Your final grade will be a cumulative point total for: 1) the exams, 2) the written presentation on the film, 3) any discussions of cases assigned in or outside class, 4) any important questions or answers you identify in class discussions, 5) attendance, class participation, and class discussions. All five are important factors in your grade

Attendance and Particpation

Attendance and participation are necessaary for your grade in the class; very few students can achieve a passing grade if they start missing classes. Attendance and partcipation in class discussions are expected; cases to solve will be assigned periodically, unannounced quizzes will be given, and questions for student discussion will take place in class. All will be a part of your grade. Students who miss four (4) or more classes may be dropped or lose one letter grade for the course. The same for students who come late or leave early. If for some reason you have to leave early, let me know ahead of time. My usual policy in a case like that is to ask the student not to come. Coming late and leaving early are both immature and inappropriate forms of behavior, and they are disturbances to students and instructors who know that attention and active participation are acts that require respect for others.

Virtue Theory

I cannot stress enough the use of Virtue Theory and its close relative, Narrative Theory, as dominant instruments for a "realisitc ethics." In that way we will attempt a realistic Ethics that uses virtue theory to integrate all or most of the other perspectives.

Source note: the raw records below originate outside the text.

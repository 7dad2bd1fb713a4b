//! # docshift
//!
//! A file-conversion service: upload a document, spreadsheet, or image,
//! pick a target format, and get the converted file back as a download.
//!
//! ## Architecture
//!
//! ```text
//! POST /convert (multipart: file, target_format)
//!  │
//!  ├─ 1. Validate   extension, target, size; resolve (source, target)
//!  ├─ 2. Stage      write upload to <work_dir>/<stem>-<random>.<ext>
//!  ├─ 3. Convert    blocking pool, bounded by a semaphore
//!  ├─ 4. Stream     64 KiB chunks as an attachment
//!  └─ 5. Clean up   both temp files, once, on every path
//! ```
//!
//! The router ([`router::resolve`]) is a static table of ordered pairs. The
//! lifecycle ([`ConversionService`]) owns every temporary file it creates
//! through an [`lifecycle::ArtifactGuard`], so a failed, panicking, or
//! aborted request never leaves anything behind.
//!
//! ## Quick Start
//!
//! ```rust,no_run
//! use docshift::{ConversionRequest, ConversionService, ServiceConfig};
//!
//! #[tokio::main]
//! async fn main() -> Result<(), Box<dyn std::error::Error>> {
//!     let service = ConversionService::new(ServiceConfig::default())?;
//!     let request = ConversionRequest::new("notes.txt", b"hello".to_vec(), "pdf");
//!     let converted = service.convert(request).await?;
//!     println!("{} ({} bytes)", converted.file_name(), converted.len());
//!     let pdf = converted.into_bytes().await?;
//!     assert!(pdf.starts_with(b"%PDF"));
//!     Ok(())
//! }
//! ```
//!
//! ## Feature Flags
//!
//! | Feature | Default | Description |
//! |---------|---------|-------------|
//! | `cli`   | on      | Enables the `docshift` binary (clap + anyhow + tracing-subscriber) |
//!
//! Disable `cli` when embedding the library:
//! ```toml
//! docshift = { version = "0.1", default-features = false }
//! ```

// ── Modules ──────────────────────────────────────────────────────────────

pub mod config;
pub mod converters;
pub mod error;
pub mod format;
pub mod lifecycle;
pub mod router;
pub mod server;

// ── Re-exports ───────────────────────────────────────────────────────────

pub use config::{ServiceConfig, ServiceConfigBuilder, DEFAULT_MAX_UPLOAD_BYTES};
pub use converters::{Converter, NativeConverter};
pub use error::{ConvertError, ErrorKind, RequestError};
pub use format::{Format, TargetSpec};
pub use lifecycle::{ConversionRequest, ConversionService, ConvertedFile, RequestState};
pub use router::{capabilities, resolve, ConverterKind, Resolution, Route};
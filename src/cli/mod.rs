pub mod command;

pub use command::PodCli;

In Addendum IV of the Notes and Study Questions I have prepared a summary of how "virtue theory" is manifested in Howard Gardner's Multiple Intelligences, in Goleman's Emotional IQ, in Sternberg's Understanding Wisdom, in Csikszentmihalyi's Creativity, and in Flanagan's Varieties of Moral Personality. Developed contemporary versions of Aristotle's Practical Wisdom are manifestations of the "retrieval" of virtue theory today. So be sure to read and study carefully Addendum IV on page 83 of your "Notes.